Data:
>>>
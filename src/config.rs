use std::collections::HashMap;
use thiserror::Error;

#[derive(Debug, Clone)]
pub struct Config {
    pub port: u16,
    pub database_path: String,
    pub openai_api_url: String,
    /// Absent key disables the advice endpoint (503) rather than startup.
    pub openai_api_key: Option<String>,
    pub advice_model: String,
    pub start_balance: f64,
    pub target_balance: f64,
}

#[derive(Debug, Error)]
pub enum ConfigError {
    #[error("Missing required environment variable: {0}")]
    MissingEnv(String),
    #[error("Invalid value for {0}: {1}")]
    InvalidValue(String, String),
}

impl Config {
    pub fn from_env() -> Result<Self, ConfigError> {
        Self::from_env_map(std::env::vars().collect())
    }

    pub fn from_env_map(env_map: HashMap<String, String>) -> Result<Self, ConfigError> {
        let port = env_map
            .get("PORT")
            .map(|s| s.as_str())
            .unwrap_or("8080")
            .parse::<u16>()
            .map_err(|_| {
                ConfigError::InvalidValue("PORT".to_string(), "must be a valid u16".to_string())
            })?;

        let database_path = env_map
            .get("DATABASE_PATH")
            .cloned()
            .ok_or_else(|| ConfigError::MissingEnv("DATABASE_PATH".to_string()))?;

        let openai_api_url = env_map
            .get("OPENAI_API_URL")
            .cloned()
            .unwrap_or_else(|| "https://api.openai.com".to_string());

        let openai_api_key = env_map
            .get("OPENAI_API_KEY")
            .filter(|s| !s.is_empty())
            .cloned();

        let advice_model = env_map
            .get("ADVICE_MODEL")
            .cloned()
            .unwrap_or_else(|| "gpt-4o".to_string());

        let start_balance = parse_f64(&env_map, "START_BALANCE", 0.0)?;
        let target_balance = parse_f64(&env_map, "TARGET_BALANCE", 0.0)?;

        Ok(Config {
            port,
            database_path,
            openai_api_url,
            openai_api_key,
            advice_model,
            start_balance,
            target_balance,
        })
    }
}

fn parse_f64(
    env_map: &HashMap<String, String>,
    name: &str,
    default: f64,
) -> Result<f64, ConfigError> {
    match env_map.get(name) {
        None => Ok(default),
        Some(raw) => raw.parse::<f64>().map_err(|_| {
            ConfigError::InvalidValue(name.to_string(), "must be a valid number".to_string())
        }),
    }
}

#[cfg(test)]
mod tests {
    use super::*;

    fn setup_required_env() -> HashMap<String, String> {
        let mut map = HashMap::new();
        map.insert("DATABASE_PATH".to_string(), "/tmp/test.db".to_string());
        map
    }

    #[test]
    fn test_defaults() {
        let config = Config::from_env_map(setup_required_env()).unwrap();
        assert_eq!(config.port, 8080);
        assert_eq!(config.openai_api_url, "https://api.openai.com");
        assert!(config.openai_api_key.is_none());
        assert_eq!(config.advice_model, "gpt-4o");
        assert_eq!(config.start_balance, 0.0);
        assert_eq!(config.target_balance, 0.0);
    }

    #[test]
    fn test_missing_database_path() {
        let result = Config::from_env_map(HashMap::new());
        match result {
            Err(ConfigError::MissingEnv(s)) => assert_eq!(s, "DATABASE_PATH"),
            _ => panic!("Expected MissingEnv error"),
        }
    }

    #[test]
    fn test_invalid_port() {
        let mut env_map = setup_required_env();
        env_map.insert("PORT".to_string(), "not_a_number".to_string());
        match Config::from_env_map(env_map) {
            Err(ConfigError::InvalidValue(k, _)) => assert_eq!(k, "PORT"),
            _ => panic!("Expected InvalidValue error"),
        }
    }

    #[test]
    fn test_invalid_balance() {
        let mut env_map = setup_required_env();
        env_map.insert("START_BALANCE".to_string(), "lots".to_string());
        match Config::from_env_map(env_map) {
            Err(ConfigError::InvalidValue(k, _)) => assert_eq!(k, "START_BALANCE"),
            _ => panic!("Expected InvalidValue error"),
        }
    }

    #[test]
    fn test_empty_api_key_treated_as_absent() {
        let mut env_map = setup_required_env();
        env_map.insert("OPENAI_API_KEY".to_string(), "".to_string());
        let config = Config::from_env_map(env_map).unwrap();
        assert!(config.openai_api_key.is_none());
    }
}
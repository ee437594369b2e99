pub mod advice;
pub mod api;
pub mod config;
pub mod db;
pub mod domain;
pub mod engine;
pub mod error;
pub mod parser;

pub use advice::{AdviceError, AdviceSource, MockAdviceSource, OpenAiAdviceSource};
pub use config::Config;
pub use db::{init_db, Repository, SnapshotRecord};
pub use domain::{Action, ClosedTrade, OpenPosition, Side, Symbol};
pub use engine::{summarize, ParseOutcome, Summary};
pub use error::AppError;
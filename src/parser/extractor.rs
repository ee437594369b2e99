//! Extracting structured trade events from raw log blocks.

use super::splitter::RawBlock;
use crate::domain::{parse_log_datetime, Action, Side, Symbol};
use chrono::NaiveDateTime;
use regex::Regex;
use std::sync::LazyLock;

static HEADER_RE: LazyLock<Regex> =
    LazyLock::new(|| Regex::new(r"^(\S+)\s+\S+\s+(新規|決済)$").expect("valid pattern"));

/// First detail line: side token, lot size, then the order price glued to
/// a bracketed order-type annotation whose contents are ignored.
static DETAIL_RE: LazyLock<Regex> = LazyLock::new(|| {
    Regex::new(r"^\s*(買|売)\s*([\d.]+)\s*([\d.]+)\[[^\]]+\]").expect("valid pattern")
});

static DATETIME_RE: LazyLock<Regex> = LazyLock::new(|| {
    Regex::new(r"\d{2}/\d{2}/\d{2} \d{2}:\d{2}:\d{2}").expect("valid pattern")
});

/// First run of 6+ consecutive digits anywhere in the block is a ticket id.
static TICKET_RE: LazyLock<Regex> =
    LazyLock::new(|| Regex::new(r"\b(\d{6,})\b").expect("valid pattern"));

/// One parsed log entry, before position matching.
#[derive(Debug, Clone, PartialEq)]
pub struct TradeEvent {
    pub symbol: Symbol,
    pub action: Action,
    pub side: Side,
    pub size: f64,
    pub order_price: Option<f64>,
    pub at: Option<NaiveDateTime>,
    pub ticket: Option<String>,
}

/// Events plus the warnings accumulated while reading the blocks.
#[derive(Debug, Clone, Default)]
pub struct Extraction {
    pub events: Vec<TradeEvent>,
    pub errors: Vec<String>,
}

/// Extract one event per readable block.
///
/// Malformed blocks degrade to warnings and are skipped; nothing here
/// aborts processing of the remaining blocks. Missing timestamps and
/// tickets are tolerated silently.
pub fn extract_events(blocks: &[RawBlock]) -> Extraction {
    let mut extraction = Extraction::default();

    for block in blocks {
        let header = block.header.trim();
        let Some(head) = HEADER_RE.captures(header) else {
            extraction
                .errors
                .push(format!("ブロック見出しを認識できませんでした: \"{}\"", header));
            continue;
        };
        let symbol = Symbol::new(&head[1]);
        let action = match &head[2] {
            "新規" => Action::Open,
            _ => Action::Close,
        };

        let mut side = None;
        let mut size = None;
        let mut order_price = None;
        let detail = block.lines.first().map(|l| l.trim()).unwrap_or("");
        if let Some(caps) = DETAIL_RE.captures(detail) {
            side = Some(if &caps[1] == "買" { Side::Buy } else { Side::Sell });
            size = caps[2].parse::<f64>().ok().filter(|n| n.is_finite());
            order_price = caps[3].parse::<f64>().ok().filter(|n| n.is_finite());
        } else {
            extraction
                .errors
                .push(format!("方向/数量/建値を読めませんでした: \"{}\"", detail));
        }

        // Timestamp lives on the second body line, or occasionally the third.
        let mut at = None;
        for line in block.lines.iter().skip(1).take(2) {
            if let Some(found) = DATETIME_RE.find(line) {
                at = parse_log_datetime(found.as_str());
                if at.is_some() {
                    break;
                }
            }
        }

        let ticket = block
            .lines
            .iter()
            .find_map(|line| TICKET_RE.find(line).map(|m| m.as_str().to_string()));

        let (Some(side), Some(size)) = (side, size) else {
            extraction.errors.push(format!(
                "必須項目が不足しているため、このブロックを無視: \"{}\"",
                header
            ));
            continue;
        };

        extraction.events.push(TradeEvent {
            symbol,
            action,
            side,
            size,
            order_price,
            at,
            ticket,
        });
    }

    extraction
}
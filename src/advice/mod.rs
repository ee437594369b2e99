//! Advice source abstraction for generating coaching feedback from trade results.

use crate::domain::ClosedTrade;
use crate::engine::Summary;
use async_trait::async_trait;
use std::fmt;

pub mod mock;
pub mod openai;

pub use mock::MockAdviceSource;
pub use openai::OpenAiAdviceSource;

/// Message returned when the ledger holds no trades; the upstream model is
/// never called in that case.
pub const NO_DATA_MESSAGE: &str =
    "トレードデータがありません。分析を開始するには、まずログを保存してください。";

/// Persona instruction sent as the system message. The coach is deliberately
/// harsh; the tone is part of the product.
pub const SYSTEM_PROMPT: &str = "貴様は超一流のFXトレーダーであり、新人トレーダーを育てる鬼コーチだ。口調は常にタメ口で、厳しく、遠慮がない。相手を突き放すような厳しい言葉で、本質的なアドバイスを叩き込む。感情的な慰めは一切不要。目標はただ一つ、トレーダーを本気で勝たせることだ。";

/// Advice source trait for turning a performance summary into a short
/// coaching message.
///
/// Implementations must handle retry/backoff and rate limiting.
#[async_trait]
pub trait AdviceSource: Send + Sync + fmt::Debug {
    /// Generate a coaching message from the summary and the most recent
    /// trades (newest last, at most a handful).
    async fn generate_advice(
        &self,
        summary: &Summary,
        recent_trades: &[ClosedTrade],
    ) -> Result<String, AdviceError>;
}

/// Error type for advice generation.
#[derive(Debug, Clone)]
pub enum AdviceError {
    /// Network error (e.g., connection timeout, DNS failure)
    NetworkError(String),
    /// HTTP error (e.g., 5xx server error)
    HttpError { status: u16, message: String },
    /// Parsing error (invalid JSON or malformed response)
    ParseError(String),
    /// Rate limit exceeded (caller should implement backoff)
    RateLimited,
    /// API key missing or rejected
    NotConfigured,
}

impl fmt::Display for AdviceError {
    fn fmt(&self, f: &mut fmt::Formatter<'_>) -> fmt::Result {
        match self {
            AdviceError::NetworkError(msg) => write!(f, "Network error: {}", msg),
            AdviceError::HttpError { status, message } => {
                write!(f, "HTTP error {}: {}", status, message)
            }
            AdviceError::ParseError(msg) => write!(f, "Parse error: {}", msg),
            AdviceError::RateLimited => write!(f, "Rate limited"),
            AdviceError::NotConfigured => write!(f, "Advice source is not configured"),
        }
    }
}

impl std::error::Error for AdviceError {}

/// Build the user prompt shared by all advice sources. Ratios that cannot be
/// computed (NaN or infinite) are rendered as 算出不能 rather than leaking
/// float formatting into the prompt.
pub fn build_prompt(summary: &Summary, recent_trades: &[ClosedTrade]) -> String {
    let recent_text = recent_trades
        .iter()
        .map(|t| {
            format!(
                "- Pips: {:.1}, 保有時間: {}",
                t.pips.unwrap_or(0.0),
                t.hold.as_deref().filter(|h| !h.is_empty()).unwrap_or("N/A")
            )
        })
        .collect::<Vec<_>>()
        .join("\n");
    let recent_section = if recent_text.is_empty() {
        "データなし".to_string()
    } else {
        recent_text
    };

    format!(
        "\
おい、新人。てめえのトレード結果だ、よく見やがれ。

### 総合成績
- トレード回数: {count}回
- 勝率: {win_rate:.1}%
- 合計獲得pips: {total_pips:.1} pips
- ペイオフレシオ: {payoff}
- 期待値/回: {expectancy} 円

### 直近のトレード（最大3件）
{recent}

### 指示
1.  まず、直近のトレード内容を分析しろ。特に、連敗していないか、損失が大きくなっていないか、無駄に短い時間でガチャガチャ取引していないか確認しろ。
2.  もし危険な兆候（3連敗、ロットを急に上げるなど）が見えたら、「おい、頭を冷やせ。30分PCから離れろ」「ロットを半分に落とせ」のように、具体的で強制力のある行動を命令しろ。
3.  直近に問題がなければ、総合成績を評価しろ。期待値がマイナスなら「そのやり方じゃ一生勝てねえぞ」と厳しく指摘し、改善点を一つだけ挙げろ。
4.  期待値がプラスでも、ペイオフレシオが1未満など、改善すべき点があれば指摘しろ。
5.  絶対に甘やかすな。慰めは不要だ。150字以内で、的を射た厳しい一言を叩きつけろ。
",
        count = summary.count,
        win_rate = summary.win_rate,
        total_pips = summary.total_pips,
        payoff = finite_or_unknown(summary.payoff),
        expectancy = finite_or_unknown(summary.expectancy_qty),
        recent = recent_section,
    )
}

fn finite_or_unknown(value: f64) -> String {
    if value.is_finite() {
        format!("{:.2}", value)
    } else {
        "算出不能".to_string()
    }
}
<<<
Task instructions:
Using the data above, tally each line that has the string "parser" and report only the sum.

Solved problem:
2